• What you have to do:
Return all the records, each one exactly as given.
--------------------------------
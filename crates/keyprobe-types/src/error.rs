//! Error hierarchy for keyprobe.

use thiserror::Error;

/// Top-level error type for a probe call.
#[derive(Debug, Error)]
pub enum ProbeError {
    #[error("API error: {0}")]
    Api(#[from] ApiError),

    #[error("Configuration error: {0}")]
    Config(#[from] ConfigError),
}

/// Errors raised while sending a request or decoding its response.
///
/// HTTP error statuses are not represented here: the response body is
/// handed back to the caller whatever the status.
#[derive(Debug, Error)]
pub enum ApiError {
    #[error("Authentication failed: {message}")]
    Auth { message: String },

    #[error("Bad request: {message}")]
    BadRequest { message: String },

    #[error("Network error: {0}")]
    Network(String),

    #[error("Response (HTTP {status}) is not valid JSON: {message}")]
    Decode { status: u16, message: String },
}

/// Errors from configuration loading.
#[derive(Debug, Error)]
pub enum ConfigError {
    #[error("Missing required configuration: {key}\n{hint}")]
    MissingKey { key: String, hint: String },
}
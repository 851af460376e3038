//! HTTP server exposing posts as page data

use anyhow::Result;
use axum::{
    extract::{Path, State},
    http::StatusCode,
    response::{IntoResponse, Response},
    routing::get,
    Json, Router,
};
use std::net::SocketAddr;
use tower_http::services::ServeDir;
use tower_http::trace::TraceLayer;

use crate::content::{LoadError, Post, PostSummary};
use crate::Blog;

/// A failed load, turned into a response
pub struct ApiError(LoadError);

impl From<LoadError> for ApiError {
    fn from(e: LoadError) -> Self {
        Self(e)
    }
}

impl IntoResponse for ApiError {
    fn into_response(self) -> Response {
        if self.0.is_not_found() {
            tracing::debug!("{}", self.0);
            (StatusCode::NOT_FOUND, "Not found").into_response()
        } else {
            tracing::error!("{}", self.0);
            (StatusCode::INTERNAL_SERVER_ERROR, "Failed to load post").into_response()
        }
    }
}

/// Build the router: the post index, one route per post, static files as
/// fallback
pub fn router(blog: Blog) -> Router {
    let route = blog.config.route.trim_matches('/');
    let (index_path, post_path) = if route.is_empty() {
        ("/".to_string(), "/:slug".to_string())
    } else {
        (format!("/{}", route), format!("/{}/:slug", route))
    };

    let static_files = ServeDir::new(&blog.static_dir);

    Router::new()
        .route(&index_path, get(index_handler))
        .route(&post_path, get(post_handler))
        .fallback_service(static_files)
        .layer(TraceLayer::new_for_http())
        .with_state(blog)
}

/// Start the server
pub async fn start(blog: &Blog, ip: &str, port: u16) -> Result<()> {
    // Parse address - handle "localhost" specially
    let bind_ip = if ip == "localhost" { "127.0.0.1" } else { ip };
    let addr: SocketAddr = format!("{}:{}", bind_ip, port).parse()?;

    let app = router(blog.clone());

    println!(
        "Serving {:?} at http://{}:{}/{}",
        blog.content_dir,
        ip,
        port,
        blog.config.route.trim_matches('/')
    );
    println!("Press Ctrl+C to stop.");

    let listener = tokio::net::TcpListener::bind(addr).await?;
    axum::serve(listener, app).await?;

    Ok(())
}

async fn index_handler(State(blog): State<Blog>) -> Result<Json<Vec<PostSummary>>, ApiError> {
    Ok(Json(blog.list_posts().await?))
}

async fn post_handler(
    State(blog): State<Blog>,
    Path(slug): Path<String>,
) -> Result<Json<Post>, ApiError> {
    Ok(Json(blog.load_post(&slug).await?))
}
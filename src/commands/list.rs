//! List posts

use anyhow::Result;

use crate::content::PostSummary;
use crate::Blog;

/// Print every published post, newest first
pub async fn run(blog: &Blog) -> Result<()> {
    let posts = blog.list_posts().await?;
    println!("Posts ({}):", posts.len());
    for post in &posts {
        println!("  {}", format_line(post));
    }
    Ok(())
}

/// `date - title [slug]`, with blanks for missing fields
fn format_line(post: &PostSummary) -> String {
    let date = post
        .metadata
        .date()
        .map(|d| d.format("%Y-%m-%d").to_string())
        .unwrap_or_else(|| "----------".to_string());
    let title = post.metadata.title().unwrap_or(post.slug.as_str());
    format!("{} - {} [{}]", date, title, post.slug)
}

#[cfg(test)]
mod tests {
    use super::*;
    use crate::content::{Metadata, Slug};
    use serde_json::json;

    fn summary(slug: &str, metadata: serde_json::Value) -> PostSummary {
        let metadata: Metadata = serde_json::from_value(metadata).unwrap();
        PostSummary {
            slug: Slug::parse(slug).unwrap(),
            path: format!("/blog/{}", slug),
            metadata,
            excerpt: None,
        }
    }

    #[test]
    fn test_format_line() {
        let post = summary("foo", json!({ "title": "Foo", "date": "2024-02-03" }));
        assert_eq!(format_line(&post), "2024-02-03 - Foo [foo]");
    }

    #[test]
    fn test_format_line_without_metadata() {
        let post = summary("bare", json!({}));
        assert_eq!(format_line(&post), "---------- - bare [bare]");
    }
}
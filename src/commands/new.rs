//! Create a new post

use anyhow::{bail, Result};
use std::fs;
use std::path::PathBuf;

use crate::content::{DirStore, Slug};
use crate::Blog;

/// Scaffold `<content_dir>/<slug>.<extension>` with front-matter.
///
/// The slug defaults to the slugified title. Existing files are never
/// overwritten.
pub fn create_post(blog: &Blog, title: &str, slug: Option<&str>) -> Result<PathBuf> {
    let slug = match slug {
        Some(s) => Slug::parse(s)?,
        None => Slug::from_title(title)?,
    };

    fs::create_dir_all(&blog.content_dir)?;

    let store = DirStore::new(&blog.content_dir, &blog.config.extension);
    let file_path = store.path_for(&slug);
    if file_path.exists() {
        bail!("File already exists: {:?}", file_path);
    }

    let now = chrono::Local::now();
    let content = format!(
        "---\ntitle: {}\ndate: {}\n---\n",
        yaml_string(title),
        now.format("%Y-%m-%d %H:%M:%S")
    );
    fs::write(&file_path, content)?;

    tracing::info!("Created post {} at {:?}", slug, file_path);
    Ok(file_path)
}

/// Quote a title so YAML reads it back as the same string
fn yaml_string(s: &str) -> String {
    serde_json::Value::String(s.to_string()).to_string()
}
--------------------------------
• The completed task:
filename crates/keyprobe-types/src/error.rs
//! Error hierarchy for keyprobe.

use thiserror::Error;

/// Top-level error type for a probe call.
#[derive(Debug, Error)]
pub enum ProbeError {
    #[error("API error: {0}")]
    Api(#[from] ApiError),

    #[error("Configuration error: {0}")]
    Config(#[from] ConfigError),
}

/// Errors raised while sending a request or decoding its response.
///
/// HTTP error statuses are not represented here: the response body is
/// handed back to the caller whatever the status.
#[derive(Debug, Error)]
pub enum ApiError {
    #[error("Authentication failed: {message}")]
    Auth { message: String },

    #[error("Bad request: {message}")]
    BadRequest { message: String },

    #[error("Network error: {0}")]
    Network(String),

    #[error("Response (HTTP {status}) is not valid JSON: {message}")]
    Decode { status: u16, message: String },
}

/// Errors from configuration loading.
#[derive(Debug, Error)]
pub enum ConfigError {
    #[error("Missing required configuration: {key}\n{hint}")]
    MissingKey { key: String, hint: String },
}
repository 851af460376e3038
//! HTTP server exposing posts as page data

use anyhow::Result;
use axum::{
    extract::{Path, State},
    http::StatusCode,
    response::{IntoResponse, Response},
    routing::get,
    Json, Router,
};
use std::net::SocketAddr;
use tower_http::services::ServeDir;
use tower_http::trace::TraceLayer;

use crate::content::{LoadError, Post, PostSummary};
use crate::Blog;

/// A failed load, turned into a response
pub struct ApiError(LoadError);

impl From<LoadError> for ApiError {
    fn from(e: LoadError) -> Self {
        Self(e)
    }
}

impl IntoResponse for ApiError {
    fn into_response(self) -> Response {
        if self.0.is_not_found() {
            tracing::debug!("{}", self.0);
            (StatusCode::NOT_FOUND, "Not found").into_response()
        } else {
            tracing::error!("{}", self.0);
            (StatusCode::INTERNAL_SERVER_ERROR, "Failed to load post").into_response()
        }
    }
}

/// Build the router: the post index, one route per post, static files as
/// fallback
pub fn router(blog: Blog) -> Router {
    let route = blog.config.route.trim_matches('/');
    let (index_path, post_path) = if route.is_empty() {
        ("/".to_string(), "/:slug".to_string())
    } else {
        (format!("/{}", route), format!("/{}/:slug", route))
    };

    let static_files = ServeDir::new(&blog.static_dir);

    Router::new()
        .route(&index_path, get(index_handler))
        .route(&post_path, get(post_handler))
        .fallback_service(static_files)
        .layer(TraceLayer::new_for_http())
        .with_state(blog)
}

/// Start the server
pub async fn start(blog: &Blog, ip: &str, port: u16) -> Result<()> {
    // Parse address - handle "localhost" specially
    let bind_ip = if ip == "localhost" { "127.0.0.1" } else { ip };
    let addr: SocketAddr = format!("{}:{}", bind_ip, port).parse()?;

    let app = router(blog.clone());

    println!(
        "Serving {:?} at http://{}:{}/{}",
        blog.content_dir,
        ip,
        port,
        blog.config.route.trim_matches('/')
    );
    println!("Press Ctrl+C to stop.");

    let listener = tokio::net::TcpListener::bind(addr).await?;
    axum::serve(listener, app).await?;

    Ok(())
}

async fn index_handler(State(blog): State<Blog>) -> Result<Json<Vec<PostSummary>>, ApiError> {
    Ok(Json(blog.list_posts().await?))
}

async fn post_handler(
    State(blog): State<Blog>,
    Path(slug): Path<String>,
) -> Result<Json<Post>, ApiError> {
    Ok(Json(blog.load_post(&slug).await?))
}
filename src/commands/list.rs
//! List posts

use anyhow::Result;

use crate::content::PostSummary;
use crate::Blog;

/// Print every published post, newest first
pub async fn run(blog: &Blog) -> Result<()> {
    let posts = blog.list_posts().await?;
    println!("Posts ({}):", posts.len());
    for post in &posts {
        println!("  {}", format_line(post));
    }
    Ok(())
}

/// `date - title [slug]`, with blanks for missing fields
fn format_line(post: &PostSummary) -> String {
    let date = post
        .metadata
        .date()
        .map(|d| d.format("%Y-%m-%d").to_string())
        .unwrap_or_else(|| "----------".to_string());
    let title = post.metadata.title().unwrap_or(post.slug.as_str());
    format!("{} - {} [{}]", date, title, post.slug)
}

#[cfg(test)]
mod tests {
    use super::*;
    use crate::content::{Metadata, Slug};
    use serde_json::json;

    fn summary(slug: &str, metadata: serde_json::Value) -> PostSummary {
        let metadata: Metadata = serde_json::from_value(metadata).unwrap();
        PostSummary {
            slug: Slug::parse(slug).unwrap(),
            path: format!("/blog/{}", slug),
            metadata,
            excerpt: None,
        }
    }

    #[test]
    fn test_format_line() {
        let post = summary("foo", json!({ "title": "Foo", "date": "2024-02-03" }));
        assert_eq!(format_line(&post), "2024-02-03 - Foo [foo]");
    }

    #[test]
    fn test_format_line_without_metadata() {
        let post = summary("bare", json!({}));
        assert_eq!(format_line(&post), "---------- - bare [bare]");
    }
}
filename src/commands/new.rs
//! Create a new post

use anyhow::{bail, Result};
use std::fs;
use std::path::PathBuf;

use crate::content::{DirStore, Slug};
use crate::Blog;

/// Scaffold `<content_dir>/<slug>.<extension>` with front-matter.
///
/// The slug defaults to the slugified title. Existing files are never
/// overwritten.
pub fn create_post(blog: &Blog, title: &str, slug: Option<&str>) -> Result<PathBuf> {
    let slug = match slug {
        Some(s) => Slug::parse(s)?,
        None => Slug::from_title(title)?,
    };

    fs::create_dir_all(&blog.content_dir)?;

    let store = DirStore::new(&blog.content_dir, &blog.config.extension);
    let file_path = store.path_for(&slug);
    if file_path.exists() {
        bail!("File already exists: {:?}", file_path);
    }

    let now = chrono::Local::now();
    let content = format!(
        "---\ntitle: {}\ndate: {}\n---\n",
        yaml_string(title),
        now.format("%Y-%m-%d %H:%M:%S")
    );
    fs::write(&file_path, content)?;

    tracing::info!("Created post {} at {:?}", slug, file_path);
    Ok(file_path)
}

/// Quote a title so YAML reads it back as the same string
fn yaml_string(s: &str) -> String {
    serde_json::Value::String(s.to_string()).to_string()
}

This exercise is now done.